The House Transportation Subcommittee on Coast Guard and Maritime Transportation held a hearing titled: “Review of Recent GAO Reports on Icebreaker Acquisition and the Need for a National Maritime Strategy.”

Why It Matters

The U.S. Coast Guard is in the process of acquiring the first new heavy icebreakers in over 40 years.  Icebreakers are a crucial component of Coast Guard operations and are critical to maintaining political, national security, natural resource, environmental, and other interests in the Arctic and Antarctic. With the current heavy polar icebreaker – the Polar Star – reaching the end of its service life and the absence of a replacement, the U.S. would have to rely on other nations for access to shipping lanes and national defense in these regions.

Key Points

Subcommittee Chairman Brian Mast (FL) began the hearing by discussing a report by the Government Accountability Office (GAO) about the polar icebreaker – recently renamed the Polar Security Cutter (PSC) – acquisition program. The GAO report found estimates for cost, schedule, and performance baselines for the PSC acquisition program do not follow standard best practices. It also found the Coast Guard did not have a sound business case when it established the acquisition baselines for the PSC program, with risks in areas of design and technology that could increase cost and delay scheduled delivery dates.

Despite these findings, Rear Admiral Michael Haycock (Assistant Commandant for Acquisition, U.S. Coast Guard) insisted the integrated program between the Coast Guard and Navy is working with GAO on recommendations to ensure the PSCs will be built “on time and on budget.” Haycock emphasized the importance of consistent funding to the timeline – which he said will result in timely delivery.
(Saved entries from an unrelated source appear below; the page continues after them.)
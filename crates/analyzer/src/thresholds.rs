/// Default slow-query cut-off in milliseconds.
pub const DEFAULT_SLOW_QUERY_MS: u64 = 200;
/// Default limit on documents examined per document returned.
pub const DEFAULT_MAX_DOCS_PER_RETURNED: f64 = 100.0;

/// Limits the analysis compares a report against.
#[derive(Debug, Clone, PartialEq)]
pub struct Thresholds {
    /// Queries strictly slower than this are reported as slow.
    pub slow_query_ms: u64,
    /// Above this ratio of docs examined to docs returned the filter is unselective.
    pub max_docs_per_returned: f64,
}

impl Default for Thresholds {
    fn default() -> Self {
        Self {
            slow_query_ms: DEFAULT_SLOW_QUERY_MS,
            max_docs_per_returned: DEFAULT_MAX_DOCS_PER_RETURNED,
        }
    }
}

impl Thresholds {
    pub fn from_builder(builder: ThresholdsBuilder) -> Self {
        Self {
            slow_query_ms: builder.slow_query_ms.unwrap_or(DEFAULT_SLOW_QUERY_MS),
            max_docs_per_returned: builder
                .max_docs_per_returned
                .unwrap_or(DEFAULT_MAX_DOCS_PER_RETURNED),
        }
    }

    pub fn is_slow(&self, execution_time_millis: u64) -> bool {
        execution_time_millis > self.slow_query_ms
    }
}

#[derive(Debug, Default)]
pub struct ThresholdsBuilder {
    pub slow_query_ms: Option<u64>,
    pub max_docs_per_returned: Option<f64>,
}

impl ThresholdsBuilder {
    pub fn new() -> Self {
        Self::default()
    }

    pub fn slow_query_ms(mut self, slow_query_ms: u64) -> Self {
        self.slow_query_ms = Some(slow_query_ms);
        self
    }

    pub fn max_docs_per_returned(mut self, ratio: f64) -> Self {
        self.max_docs_per_returned = Some(ratio);
        self
    }

    pub fn build(self) -> Thresholds {
        Thresholds::from_builder(self)
    }
}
He stated that commitment to funding PSCs show the nation the U.S. government is serious about revitalizing the polar fleet and about national security in the Arctic.
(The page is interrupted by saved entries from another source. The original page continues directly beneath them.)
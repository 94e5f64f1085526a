use crate::{
    finding::{Finding, Severity},
    summary::PlanSummary,
    thresholds::Thresholds,
};
use chrono::{DateTime, Utc};
use model::{ExplainReport, PlanStage, StageName};
use serde::Serialize;
use serde_json::Value;
use tracing::{debug, info};

/// The overall outcome of an analysis.
#[derive(Serialize, Debug, Clone, Copy, PartialEq, Eq, Default)]
#[serde(rename_all = "camelCase")]
pub enum Verdict {
    #[default]
    Healthy,
    NeedsAttention,
    Failed,
}

impl Verdict {
    /// Worst verdict implied by a set of findings.
    pub fn from_findings(findings: &[Finding]) -> Self {
        match findings.iter().map(|f| f.severity).max() {
            Some(Severity::Error) => Verdict::Failed,
            Some(Severity::Warning) => Verdict::NeedsAttention,
            _ => Verdict::Healthy,
        }
    }
}

/// Summary plus findings for one explain report.
#[derive(Serialize, Debug, Clone)]
#[serde(rename_all = "camelCase")]
pub struct Analysis {
    pub id: String,
    pub engine_version: String,
    pub generated_at: DateTime<Utc>,
    pub verdict: Verdict,
    pub summary: PlanSummary,
    #[serde(skip_serializing_if = "Vec::is_empty")]
    pub findings: Vec<Finding>,
}

impl Analysis {
    pub fn has_finding(&self, code: &str) -> bool {
        self.findings.iter().any(|f| f.code == code)
    }

    pub fn count(&self, severity: Severity) -> usize {
        self.findings.iter().filter(|f| f.severity == severity).count()
    }
}

pub fn analyze(report: &ExplainReport, thresholds: &Thresholds) -> Analysis {
    let summary = PlanSummary::from_report(report);
    let findings = collect_findings(report, thresholds);
    let verdict = Verdict::from_findings(&findings);

    info!(
        "Analysed {}: {} finding(s), verdict {:?}",
        summary.namespace,
        findings.len(),
        verdict
    );

    Analysis {
        id: uuid::Uuid::new_v4().to_string(),
        engine_version: env!("CARGO_PKG_VERSION").to_string(),
        generated_at: Utc::now(),
        verdict,
        summary,
        findings,
    }
}

fn collect_findings(report: &ExplainReport, thresholds: &Thresholds) -> Vec<Finding> {
    let planner = &report.query_planner;
    let stats = &report.execution_stats;
    let executed = &stats.execution_stages;
    let plan = report.plan_tree();
    let mut findings = Vec::new();

    if !report.is_ok() {
        findings.push(Finding::new_explain_not_ok(&report.ok));
    }

    if !stats.execution_success {
        findings.push(Finding::new_execution_failed(stats.error_message.as_deref()));
    }

    let stages = || executed.iter().chain(report.winning_stage().iter());

    if stages().any(PlanStage::is_nonexistent_namespace) {
        findings.push(Finding::new_nonexistent_namespace(&planner.namespace));
    }

    if plan.contains(&StageName::CollScan) {
        findings.push(Finding::new_collection_scan(stats.total_docs_examined));
    }

    if let Some(sort) = plan.find(&StageName::Sort) {
        let pattern = sort
            .sort_pattern
            .as_ref()
            .map(|p| Value::Object(p.clone()).to_string());
        findings.push(Finding::new_in_memory_sort(pattern));
    }

    // SBE reports the spill on its lowercase `sort` node.
    if executed
        .iter()
        .any(|s| is_sort(&s.stage) && s.used_disk == Some(true))
    {
        findings.push(Finding::new_sort_spilled());
    }

    if thresholds.is_slow(stats.execution_time_millis) {
        findings.push(Finding::new_slow_query(
            stats.execution_time_millis,
            thresholds.slow_query_ms,
        ));
    }

    if let Some(ratio) = stats.docs_examined_per_returned()
        && ratio > thresholds.max_docs_per_returned
    {
        findings.push(Finding::new_low_selectivity(
            ratio,
            thresholds.max_docs_per_returned,
        ));
    }

    if planner.hit_plan_limits() {
        findings.push(Finding::new_plan_limits_reached());
    }

    if stats.total_docs_examined == 0
        && stats.n_returned > 0
        && let Some(index) = plan
            .iter()
            .find(|s| s.stage.is_index_access())
            .and_then(|s| s.index_name.as_deref())
    {
        findings.push(Finding::new_covered_query(index));
    }

    for finding in &findings {
        debug!("{} [{:?}] {}", finding.code, finding.severity, finding.message);
    }

    findings
}

fn is_sort(name: &StageName) -> bool {
    *name == StageName::Sort || name.as_str() == "sort"
}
Ms. Marie Mak (Director, Contracting and National Security Acquisitions, GAO) acknowledged that the Coast Guard has started to address some, but not all, problems stated in the report. Ms. Mak said the Coast Guard’s schedule for PSC delivery is still optimistic and they must avoid shortcuts that could be costlier in the long run.

Another point of concern was the underestimation of efforts needed to develop mature technology for the PSCs. Ms. Mak reiterated the need for the Coast Guard to address all aspects of a sound business case to ensure the PSC program is successful. Members of the subcommittee affirmed they are strong supporters of the PSC acquisition program and would continue to conduct oversight to ensure the success of the program.


“We are as close as we have been in over 40 years to recapitalizing our polar icebreaking fleet.” — Rear Admiral Michael Haycock (Assistant Commandant for Acquisition, U.S. Coast Guard)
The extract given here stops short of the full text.